→ **Provided records**:

//! Layout abstraction (C1/C5): the two on-disk transition encodings behind
//! one statically-dispatched capability set.
//!
//! `List` and `Tree` are zero-sized marker types implementing [`Layout`].
//! Builder and automaton code is generic over `L: Layout` and monomorphizes
//! per layout at compile time — there is no dynamic dispatch on the query
//! hot path, per the Design Notes on avoiding runtime polymorphism there.

use crate::config::LayoutTag;
use crate::transition::{
    decode_list, decode_tree, encode_list, encode_tree, Trans, LIST_MAX_DEST, TREE_MAX_DEST,
};
use crate::tree_shape::shape_tree;

/// Capabilities shared by both transition encodings.
///
/// All methods take the whole arena word slice plus the absolute index of
/// the state's first transition word; every layout is self-terminating (a
/// `last`/`llast+rlast` flag marks where the state's run of words ends), so
/// no separate sibling count needs to be threaded through.
pub trait Layout: Copy + Clone + std::fmt::Debug + Eq + 'static {
    /// The runtime tag corresponding to this static layout.
    const TAG: LayoutTag;

    /// Largest arena address this layout's `dest` field can encode.
    fn max_dest() -> u32;

    /// Encode one state's outgoing transitions into arena words, in the
    /// order they will be written to the arena. `transitions` must be
    /// non-empty (a dead end is represented by a `dest` of 0 on the
    /// incoming arc, never by interning a childless state) and sorted by
    /// `attr`, which the builder always guarantees.
    fn encode_state(transitions: &[Trans]) -> Vec<u32>;

    /// Look up the outgoing transition labeled `attr` from the state whose
    /// first word is at `start`.
    fn find(words: &[u32], start: usize, attr: u8) -> Option<Trans>;

    /// All of the state's transitions, in ascending `attr` order.
    fn children_sorted(words: &[u32], start: usize) -> Vec<Trans>;
}

/// Linear sibling list terminated by a `last` flag.
#[derive(Debug, Clone, Copy, PartialEq, Eq)]
pub struct List;

/// Complete binary search tree over sibling symbols.
#[derive(Debug, Clone, Copy, PartialEq, Eq)]
pub struct Tree;

impl Layout for List {
    const TAG: LayoutTag = LayoutTag::List;

    fn max_dest() -> u32 {
        LIST_MAX_DEST
    }

    fn encode_state(transitions: &[Trans]) -> Vec<u32> {
        debug_assert!(!transitions.is_empty(), "states with no children are never interned");
        let n = transitions.len();
        transitions
            .iter()
            .enumerate()
            .map(|(i, t)| encode_list(*t, i + 1 == n))
            .collect()
    }

    fn find(words: &[u32], start: usize, attr: u8) -> Option<Trans> {
        let mut i = start;
        loop {
            let (t, last) = decode_list(words[i]);
            if t.attr == attr {
                return Some(t);
            }
            if last {
                return None;
            }
            i += 1;
        }
    }

    fn children_sorted(words: &[u32], start: usize) -> Vec<Trans> {
        let mut out = Vec::new();
        let mut i = start;
        loop {
            let (t, last) = decode_list(words[i]);
            out.push(t);
            if last {
                break;
            }
            i += 1;
        }
        out
    }
}

impl Layout for Tree {
    const TAG: LayoutTag = LayoutTag::Tree;

    fn max_dest() -> u32 {
        TREE_MAX_DEST
    }

    fn encode_state(transitions: &[Trans]) -> Vec<u32> {
        debug_assert!(!transitions.is_empty(), "states with no children are never interned");
        let shaped = shape_tree(transitions);
        let n = shaped.len();
        shaped
            .iter()
            .enumerate()
            .map(|(i, t)| {
                let llast = 2 * i + 1 >= n;
                let rlast = 2 * i + 2 >= n;
                encode_tree(*t, llast, rlast)
            })
            .collect()
    }

    fn find(words: &[u32], start: usize, attr: u8) -> Option<Trans> {
        let mut rel = 0usize;
        loop {
            let (t, llast, rlast) = decode_tree(words[start + rel]);
            if t.attr == attr {
                return Some(t);
            }
            if attr < t.attr {
                if llast {
                    return None;
                }
                rel = 2 * rel + 1;
            } else {
                if rlast {
                    return None;
                }
                rel = 2 * rel + 2;
            }
        }
    }

    fn children_sorted(words: &[u32], start: usize) -> Vec<Trans> {
        let mut out = Vec::new();
        in_order(words, start, 0, &mut out);
        out
    }
}

fn in_order(words: &[u32], start: usize, rel: usize, out: &mut Vec<Trans>) {
    let (t, llast, rlast) = decode_tree(words[start + rel]);
    if !llast {
        in_order(words, start, 2 * rel + 1, out);
    }
    out.push(t);
    if !rlast {
        in_order(words, start, 2 * rel + 2, out);
    }
}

→ **Assignment**:
Reproduce the material precisely, including every line.

→ **Task result**:
//! Layout abstraction (C1/C5): the two on-disk transition encodings behind
//! one statically-dispatched capability set.
//!
//! `List` and `Tree` are zero-sized marker types implementing [`Layout`].
//! Builder and automaton code is generic over `L: Layout` and monomorphizes
//! per layout at compile time — there is no dynamic dispatch on the query
//! hot path, per the Design Notes on avoiding runtime polymorphism there.

use crate::config::LayoutTag;
use crate::transition::{
    decode_list, decode_tree, encode_list, encode_tree, Trans, LIST_MAX_DEST, TREE_MAX_DEST,
};
use crate::tree_shape::shape_tree;

/// Capabilities shared by both transition encodings.
///
/// All methods take the whole arena word slice plus the absolute index of
/// the state's first transition word; every layout is self-terminating (a
/// `last`/`llast+rlast` flag marks where the state's run of words ends), so
/// no separate sibling count needs to be threaded through.
pub trait Layout: Copy + Clone + std::fmt::Debug + Eq + 'static {
    /// The runtime tag corresponding to this static layout.
    const TAG: LayoutTag;

    /// Largest arena address this layout's `dest` field can encode.
    fn max_dest() -> u32;

    /// Encode one state's outgoing transitions into arena words, in the
    /// order they will be written to the arena. `transitions` must be
    /// non-empty (a dead end is represented by a `dest` of 0 on the
    /// incoming arc, never by interning a childless state) and sorted by
    /// `attr`, which the builder always guarantees.
    fn encode_state(transitions: &[Trans]) -> Vec<u32>;

    /// Look up the outgoing transition labeled `attr` from the state whose
    /// first word is at `start`.
    fn find(words: &[u32], start: usize, attr: u8) -> Option<Trans>;

    /// All of the state's transitions, in ascending `attr` order.
    fn children_sorted(words: &[u32], start: usize) -> Vec<Trans>;
}

/// Linear sibling list terminated by a `last` flag.
#[derive(Debug, Clone, Copy, PartialEq, Eq)]
pub struct List;

/// Complete binary search tree over sibling symbols.
#[derive(Debug, Clone, Copy, PartialEq, Eq)]
pub struct Tree;

impl Layout for List {
    const TAG: LayoutTag = LayoutTag::List;

    fn max_dest() -> u32 {
        LIST_MAX_DEST
    }

    fn encode_state(transitions: &[Trans]) -> Vec<u32> {
        debug_assert!(!transitions.is_empty(), "states with no children are never interned");
        let n = transitions.len();
        transitions
            .iter()
            .enumerate()
            .map(|(i, t)| encode_list(*t, i + 1 == n))
            .collect()
    }

    fn find(words: &[u32], start: usize, attr: u8) -> Option<Trans> {
        let mut i = start;
        loop {
            let (t, last) = decode_list(words[i]);
            if t.attr == attr {
                return Some(t);
            }
            if last {
                return None;
            }
            i += 1;
        }
    }

    fn children_sorted(words: &[u32], start: usize) -> Vec<Trans> {
        let mut out = Vec::new();
        let mut i = start;
        loop {
            let (t, last) = decode_list(words[i]);
            out.push(t);
            if last {
                break;
            }
            i += 1;
        }
        out
    }
}

impl Layout for Tree {
    const TAG: LayoutTag = LayoutTag::Tree;

    fn max_dest() -> u32 {
        TREE_MAX_DEST
    }

    fn encode_state(transitions: &[Trans]) -> Vec<u32> {
        debug_assert!(!transitions.is_empty(), "states with no children are never interned");
        let shaped = shape_tree(transitions);
        let n = shaped.len();
        shaped
            .iter()
            .enumerate()
            .map(|(i, t)| {
                let llast = 2 * i + 1 >= n;
                let rlast = 2 * i + 2 >= n;
                encode_tree(*t, llast, rlast)
            })
            .collect()
    }

    fn find(words: &[u32], start: usize, attr: u8) -> Option<Trans> {
        let mut rel = 0usize;
        loop {
            let (t, llast, rlast) = decode_tree(words[start + rel]);
            if t.attr == attr {
                return Some(t);
            }
            if attr < t.attr {
                if llast {
                    return None;
                }
                rel = 2 * rel + 1;
            } else {
                if rlast {
                    return None;
                }
                rel = 2 * rel + 2;
            }
        }
    }

    fn children_sorted(words: &[u32], start: usize) -> Vec<Trans> {
        let mut out = Vec::new();
        in_order(words, start, 0, &mut out);
        out
    }
}

fn in_order(words: &[u32], start: usize, rel: usize, out: &mut Vec<Trans>) {
    let (t, llast, rlast) = decode_tree(words[start + rel]);
    if !llast {
        in_order(words, start, 2 * rel + 1, out);
    }
    out.push(t);
    if !rlast {
        in_order(words, start, 2 * rel + 2, out);
    }
}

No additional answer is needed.